Imágenes inéditas de la represión de hace 40 años les ganan en rating a las teleseries. El país se sumerge, una vez más, a sorprenderse y a reconocerse en sucesos en que chilenos que llevaban vidas corrientes perdieron la razón y el juicio. El interés periodístico arrastra a todos los medios, y por allí esta historia o la otra enciende nuevamente la pradera.
Por ahora, la más enfocada es la de Cheyre, que tiene peculiaridades inéditas en este largo e incremental proceso de condena pública a las violaciones a los derechos humanos, pues el juicio moral acerca de sus actos de hace 40 años resulta complejo, y nos lleva a disquisiciones finas acerca de la exigibilidad de otra conducta en ellos, incluyendo el ingrediente del respeto que debemos a la conciencia de cada uno ante problemas morales debatibles. También resulta inédito que el cuestionado sea esta vez alguien que ha hecho pedir perdón al Ejército y que se ha atrevido a conversar sobre lo ocurrido, cara a cara, y en televisión directa.

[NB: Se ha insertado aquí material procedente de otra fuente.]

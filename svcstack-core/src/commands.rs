//! Command pattern used by commandable controllers

use crate::error::ServiceError;
use crate::schema::Schema;
use async_trait::async_trait;
use futures::future::BoxFuture;
use serde_json::{Map, Value};
use std::future::Future;
use std::sync::Arc;

/// Command or action arguments
pub type Parameters = Map<String, Value>;

/// Non-blank string argument
pub fn get_as_nullable_string(args: &Parameters, key: &str) -> Option<String> {
    match args.get(key) {
        Some(Value::String(s)) if !s.trim().is_empty() => Some(s.clone()),
        Some(Value::Number(n)) => Some(n.to_string()),
        Some(Value::Bool(b)) => Some(b.to_string()),
        _ => None,
    }
}

/// A named operation exposed by a controller
#[async_trait]
pub trait Command: Send + Sync {
    fn name(&self) -> &str;

    fn schema(&self) -> Option<&Schema> {
        None
    }

    async fn execute(&self, trace_id: Option<&str>, args: Parameters) -> Result<Value, ServiceError>;
}

type CommandFn =
    dyn Fn(Option<String>, Parameters) -> BoxFuture<'static, Result<Value, ServiceError>> + Send + Sync;

/// Command backed by an async closure
#[derive(Clone)]
pub struct FnCommand {
    name: String,
    schema: Option<Schema>,
    func: Arc<CommandFn>,
}

impl FnCommand {
    pub fn new<F, Fut>(name: &str, schema: Option<Schema>, func: F) -> Self
    where
        F: Fn(Option<String>, Parameters) -> Fut + Send + Sync + 'static,
        Fut: Future<Output = Result<Value, ServiceError>> + Send + 'static,
    {
        Self {
            name: name.to_string(),
            schema,
            func: Arc::new(move |trace_id, args| Box::pin(func(trace_id, args))),
        }
    }
}

#[async_trait]
impl Command for FnCommand {
    fn name(&self) -> &str {
        &self.name
    }

    fn schema(&self) -> Option<&Schema> {
        self.schema.as_ref()
    }

    async fn execute(&self, trace_id: Option<&str>, args: Parameters) -> Result<Value, ServiceError> {
        (self.func)(trace_id.map(str::to_string), args).await
    }
}

/// Ordered set of uniquely named commands
#[derive(Clone, Default)]
pub struct CommandSet {
    commands: Vec<Arc<dyn Command>>,
}

impl CommandSet {
    pub fn new() -> Self {
        Self::default()
    }

    /// Add a command; a later command with the same name replaces the earlier one
    pub fn add_command(&mut self, command: Arc<dyn Command>) {
        self.commands.retain(|c| c.name() != command.name());
        self.commands.push(command);
    }

    pub fn add_command_set(&mut self, other: &CommandSet) {
        for command in &other.commands {
            self.add_command(command.clone());
        }
    }

    pub fn commands(&self) -> &[Arc<dyn Command>] {
        &self.commands
    }

    pub fn find_command(&self, name: &str) -> Option<Arc<dyn Command>> {
        self.commands.iter().find(|c| c.name() == name).cloned()
    }

    /// Validate arguments against the command schema, then execute it
    pub async fn execute(
        &self,
        trace_id: Option<&str>,
        name: &str,
        args: Parameters,
    ) -> Result<Value, ServiceError> {
        let command = self.find_command(name).ok_or_else(|| {
            ServiceError::bad_request("CMD_NOT_FOUND", format!("Requested command does not exist: {}", name))
                .with_detail("command", name)
                .with_trace_id(trace_id)
        })?;

        if let Some(schema) = command.schema() {
            schema.validate_and_fail(trace_id, &Value::Object(args.clone()))?;
        }

        command.execute(trace_id, args).await
    }
}

/// A controller that exposes its operations as commands
pub trait Commandable: Send + Sync {
    fn command_set(&self) -> &CommandSet;
}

No es primera vez que el país se zambulle en el lado oscuro del pasado: Lo hizo frente a los hornos de Lonquén; cuando quemaron a Rodrigo Rojas De Negri y a Carmen Gloria Quintana; cuando circulaba clandestinamente "Los Zarpazos del Puma", el libro de Patricia Verdugo; ante la muerte de Jarlan; con la lectura del informe Rettig; con el encarcelamiento de Contreras o con la detención de Pinochet en Londres. Estos y otro puñado de hechos, cada uno con sus bemoles e intensidad, han tenido la virtud de sumir al país en momentos de profunda y descarnada conciencia.
Cada una de estas oleadas ha tenido su impacto en las cuotas de verdad y de justicia alcanzadas. La frase de Aylwin de "toda la verdad y la justicia en la medida de lo posible", criticada e ironizada por algunos, se yergue ahora como una sabia estrategia, que ha permitido que cada vez, más verdad y más justicia sean posibles, en razón del impacto que algunas de esas verdades han tenido en la opinión pública. El proceso así, incremental, se ha dado con una intensidad y a una velocidad que el país ha podido absorber, sin rechazarlo nunca como excesivo o ilegítimo. No es la experiencia de otros países.
Cada una de esas oleadas puede también vincularse causalmente con procesos de cambios institucionales y culturales que han terminado por convertir a la democracia a instituciones que estaban intensamente capturadas por la lógica de los enemigos y de la violencia.
Este, creo yo, es el triunfo principal de la causa de derechos humanos. No se trata de la derrota del proyecto de Pinochet, aunque sí de observar la soledad en que se halla hoy su figura, aun cuando ella sea, a la vez, la del político más eficaz en transformar la economía y el orden social en el siglo XX. Y si nadie quiere asociarse a su figura, no es porque todos repudien o renieguen de los cambios que Pinochet lideró, sino porque se impuso la moraleja de que la fama y la gloria no acompañan los logros políticos alcanzados a punta de violencia.
Es la lección que queda acerca del costo de violar los derechos humanos y el antídoto más eficaz para que nadie quiera intentar nuevamente alcanzar su utopía por cualquier medio o a cualquier costo.
Las oleadas de pasado que nos invaden, aunque persistentes, son fugaces. Siempre tiene un límite la capacidad colectiva de compadecerse del dolor. Pero esta nueva mirada al lado oscuro de nuestro espejo, como las anteriores, también dejará su impronta.
Ahora que el país habla de refundarse, de poner en cuestión y en tensión las formas de nuestra convivencia, sea bienvenida esta nueva e intensa oleada de pasado y el repudio que ella trae a los momentos en que algunos chilenos, en nombre de una patria nueva, perdieron su dignidad atentando contra la de otros. Estos momentos, más que cualquier clase de historia o de educación cívica, van reforzando el valor que tienen las formas para lograr el respeto y la consideración de cada uno en la forja de la obra colectiva.